Script to sort lines into different files
authorAlex Dehnert <adehnert@mit.edu>
Thu, 2 Feb 2012 04:33:55 +0000 (23:33 -0500)
committerAlex Dehnert <adehnert@mit.edu>
Thu, 2 Feb 2012 04:33:55 +0000 (23:33 -0500)
sort-lines [new file with mode: 0755]

diff --git a/sort-lines b/sort-lines
new file mode 100755 (executable)
index 0000000..8f3b466
--- /dev/null
@@ -0,0 +1,71 @@
+#!/usr/bin/python
+import collections
+import csv
+import sys
+
+class SortFile(object):
+    def __init__(self, code, descr, ):
+        self._fd = None
+        self.code = code
+        self.descr = descr
+
+    def filename(self, ):
+        return "%s.txt" % (self.descr, )
+
+    def getFD(self, ):
+        if not self._fd:
+            self._fd = open(self.filename(), 'a')
+        return self._fd
+
+    def close(self, ):
+        if self._fd:
+            self._fd.close()
+            self._fd = None
+
+
+def read_options(filename):
+    fd = open(filename, 'r')
+    reader = csv.DictReader(fd, dialect='excel-tab', )
+    cats = {}
+    for line in reader:
+        cats[line['code']] = SortFile(code=line['code'], descr=line['descr'])
+    return cats
+
+def process_line(line, cats, dest):
+    print line,
+    count = 0
+    for code, dest in cats.items():
+        if count % 4 == 0: print ""
+        print "(%s) %16s\t\t" % ( code, dest.descr, ),
+        count += 1
+    print ""
+    need_choice = True
+    while need_choice:
+        choice = raw_input("Enter your choice:")

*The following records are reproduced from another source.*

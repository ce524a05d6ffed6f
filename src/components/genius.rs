//! Genius 分层分析：按等级聚合的权重变化

use leptos::prelude::*;
use leptos::task::spawn_local;

use crate::api::use_api;
use crate::types::leaderboard::GeniusLevelWeightChange;

#[component]
pub fn GeniusPage() -> impl IntoView {
    let api = use_api();

    let (changes, set_changes) = signal(Vec::<GeniusLevelWeightChange>::new());
    let (error_msg, set_error_msg) = signal(Option::<String>::None);

    Effect::new({
        let api = api.clone();
        move |_| {
            let api = api.clone();
            spawn_local(async move {
                match api.get_genius_level_weight_changes(7).await {
                    Ok(data) => set_changes.set(data),
                    Err(e) => set_error_msg.set(Some(format!("加载 Genius 数据失败: {}", e))),
                }
            });
        }
    });

    view! {
        <div class="max-w-6xl mx-auto px-4 space-y-4">
            <Show when=move || error_msg.get().is_some()>
                <div role="alert" class="alert alert-error">
                    <span>{move || error_msg.get().unwrap_or_default()}</span>
                </div>
            </Show>

            <div class="card bg-base-100 shadow">
                <div class="card-body">
                    <h2 class="card-title">"Genius 等级权重变化（近 7 天）"</h2>
                    <table class="table table-zebra">
                        <thead>
                            <tr>
                                <th>"等级"</th>
                                <th>"用户数"</th>
                                <th>"总权重"</th>
                                <th>"变化"</th>
                                <th>"变化率"</th>
                            </tr>
                        </thead>
                        <tbody>
                            {move || {
                                changes
                                    .get()
                                    .into_iter()
                                    .map(|row| {
                                        view! {
                                            <tr>
                                                <td>
                                                    <span class="badge badge-primary">
                                                        {row.genius_level.clone()}
                                                    </span>
                                                </td>
                                                <td>{row.total_users}</td>
                                                <td>{format!("{:.2}", row.total_weight)}</td>
                                                <td>{format!("{:+.2}", row.weight_change)}</td>
                                                <td>
                                                    {row
                                                        .weight_change_percent
                                                        .map(|p| format!("{:+.2}%", p))
                                                        .unwrap_or_else(|| "-".to_string())}
                                                </td>
                                            </tr>
                                        }
                                    })
                                    .collect_view()
                            }}
                        </tbody>
                    </table>
                </div>
            </div>
        </div>
    }
}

+        if choice == " ":
+            if dest:
+                dest.getFD().write(line)
+                need_choice = False
+        elif choice in cats:
+            dest = cats[choice]
+            dest.getFD().write(line)
+            need_choice = False
+
+def process(infile, cats):
+    fd = open(infile, 'r')
+    dest = None
+    lineno = 0
+    for line in fd:
+        lineno += 1
+        try:
+            dest = process_line(line, cats, dest)
+        except KeyboardInterrupt:
+            print "\n\nCurrent line number:", lineno
+            raise
+
+if __name__ == "__main__":
+    cats_file = sys.argv[1]
+    data_file = sys.argv[2]
+    cats = read_options(cats_file)
+    print cats
+    process(data_file, cats)